» How to complete this task
Please restate verbatim the lines that open the listing below, ending with the line in which "let content = std::fs::read_to_string(&path)" occurs.

» Record set
- - -

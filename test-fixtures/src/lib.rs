//! Shared helpers for Folio integration tests.
//!
//! Golden data lives under `data/` as JSON and is loaded with
//! [`load_fixture`]. Everything here panics on failure; it is test-only code.

pub mod embedders;
pub mod stores;

use std::path::{Path, PathBuf};
use std::sync::Arc;

use serde::de::DeserializeOwned;
use serde::Deserialize;
use tempfile::TempDir;

use folio_core::config::FolioConfig;
use folio_core::models::StageTag;
use folio_storage::StorageEngine;

pub use embedders::{vector_with_cosine, FixedEmbedder, FlakyEmbedder, SlowEmbedder};
pub use stores::SlowStore;

/// Dimensionality used by the small test configurations.
pub const TEST_DIMENSIONS: usize = 8;

fn fixtures_root() -> PathBuf {
    PathBuf::from(env!("CARGO_MANIFEST_DIR")).join("data")
}

/// Load and deserialize a JSON fixture from `data/`.
pub fn load_fixture<T: DeserializeOwned>(relative_path: &str) -> T {
    let path = fixtures_root().join(relative_path);
    let content = std::fs::read_to_string(&path)
        .unwrap_or_else(|e| panic!("Failed to read fixture {}: {}", path.display(), e));
    serde_json::from_str(&content)
        .unwrap_or_else(|e| panic!("Failed to parse fixture {}: {}", path.display(), e))
}

/// One revision in a golden chapter history.
#[derive(Debug, Clone, Deserialize)]
pub struct RevisionFixture {
    pub stage: StageTag,
    pub payload: String,
    #[serde(default)]
    pub quality: Option<f64>,
}

/// A content item with its revisions in pipeline order.
#[derive(Debug, Clone, Deserialize)]
pub struct ChapterFixture {
    pub content_id: String,
    pub revisions: Vec<RevisionFixture>,
}

/// The golden chapter histories.
pub fn chapters() -> Vec<ChapterFixture> {
    load_fixture("chapters.json")
}

/// Small, fully deterministic configuration: no exploration, fixed seed,
/// `TEST_DIMENSIONS`-wide embeddings, fast retries, no backup log.
pub fn test_config() -> FolioConfig {
    let mut config = FolioConfig::default();
    config.embedding.dimensions = TEST_DIMENSIONS;
    config.storage.backup_enabled = false;
    config.learning.exploration_rate = 0.0;
    config.learning.exploration_floor = 0.0;
    config.learning.seed = Some(42);
    config.runtime.retry_backoff_ms = 1;
    config.runtime.operation_timeout_ms = 2_000;
    config
}

/// [`test_config`] pointed at a database inside `dir`, backup log enabled.
pub fn file_config(dir: &Path) -> FolioConfig {
    let mut config = test_config();
    config.storage.db_path = dir.join("folio.db").display().to_string();
    config.storage.backup_enabled = true;
    config
}

/// A file-backed store in a fresh temp directory. Keep the `TempDir` alive.
pub fn temp_storage(config: &FolioConfig) -> (TempDir, Arc<StorageEngine>) {
    let dir = tempfile::tempdir().unwrap_or_else(|e| panic!("Failed to create temp dir: {e}"));
    let mut config = config.clone();
    config.storage.db_path = dir.path().join("folio.db").display().to_string();
    let engine = StorageEngine::from_config(&config.storage)
        .unwrap_or_else(|e| panic!("Failed to open storage: {e}"));
    (dir, Arc::new(engine))
}

/// An in-memory store.
pub fn memory_storage(config: &FolioConfig) -> Arc<StorageEngine> {
    let engine = StorageEngine::open_in_memory(&config.storage)
        .unwrap_or_else(|e| panic!("Failed to open in-memory storage: {e}"));
    Arc::new(engine)
}
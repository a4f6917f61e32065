use crate::errors::FolioResult;
use crate::models::{EmbeddingRecord, IndexHit, SearchQuery, VersionKey};

/// Nearest-neighbour index over version embeddings.
pub trait IEmbeddingIndex: Send + Sync {
    /// Insert or replace the embedding for `key`.
    fn index(&self, key: &VersionKey, vector: &[f32]) -> FolioResult<()>;

    /// Remove the embedding for `key`. Returns whether anything was removed.
    fn remove(&self, key: &VersionKey) -> FolioResult<bool>;

    /// Up to `k` hits at or above the threshold, most similar first.
    fn search(&self, query: &SearchQuery) -> FolioResult<Vec<IndexHit>>;

    /// Bulk load, e.g. when warming after a restart.
    fn warm(&self, records: Vec<EmbeddingRecord>) -> FolioResult<usize> {
        let count = records.len();
        for record in records {
            self.index(&record.key, &record.vector)?;
        }
        Ok(count)
    }

    fn contains(&self, key: &VersionKey) -> bool;

    fn len(&self) -> usize;

    fn is_empty(&self) -> bool {
        self.len() == 0
    }

    /// Fixed dimensionality of stored vectors.
    fn dimensions(&self) -> usize;
}
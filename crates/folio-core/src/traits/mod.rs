mod embedding;
mod embedding_archive;
mod embedding_index;
mod policy_store;
mod version_store;

pub use embedding::IEmbeddingProvider;
pub use embedding_archive::IEmbeddingArchive;
pub use embedding_index::IEmbeddingIndex;
pub use policy_store::IPolicyStore;
pub use version_store::IVersionStore;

- - -

» Task response
filename test-fixtures/src/lib.rs
//! Shared helpers for Folio integration tests.
//!
//! Golden data lives under `data/` as JSON and is loaded with
//! [`load_fixture`]. Everything here panics on failure; it is test-only code.

pub mod embedders;
pub mod stores;

use std::path::{Path, PathBuf};
use std::sync::Arc;

use serde::de::DeserializeOwned;
use serde::Deserialize;
use tempfile::TempDir;

use folio_core::config::FolioConfig;
use folio_core::models::StageTag;
use folio_storage::StorageEngine;

pub use embedders::{vector_with_cosine, FixedEmbedder, FlakyEmbedder, SlowEmbedder};
pub use stores::SlowStore;

/// Dimensionality used by the small test configurations.
pub const TEST_DIMENSIONS: usize = 8;

fn fixtures_root() -> PathBuf {
    PathBuf::from(env!("CARGO_MANIFEST_DIR")).join("data")
}

/// Load and deserialize a JSON fixture from `data/`.
pub fn load_fixture<T: DeserializeOwned>(relative_path: &str) -> T {
    let path = fixtures_root().join(relative_path);
    let content = std::fs::read_to_string(&path)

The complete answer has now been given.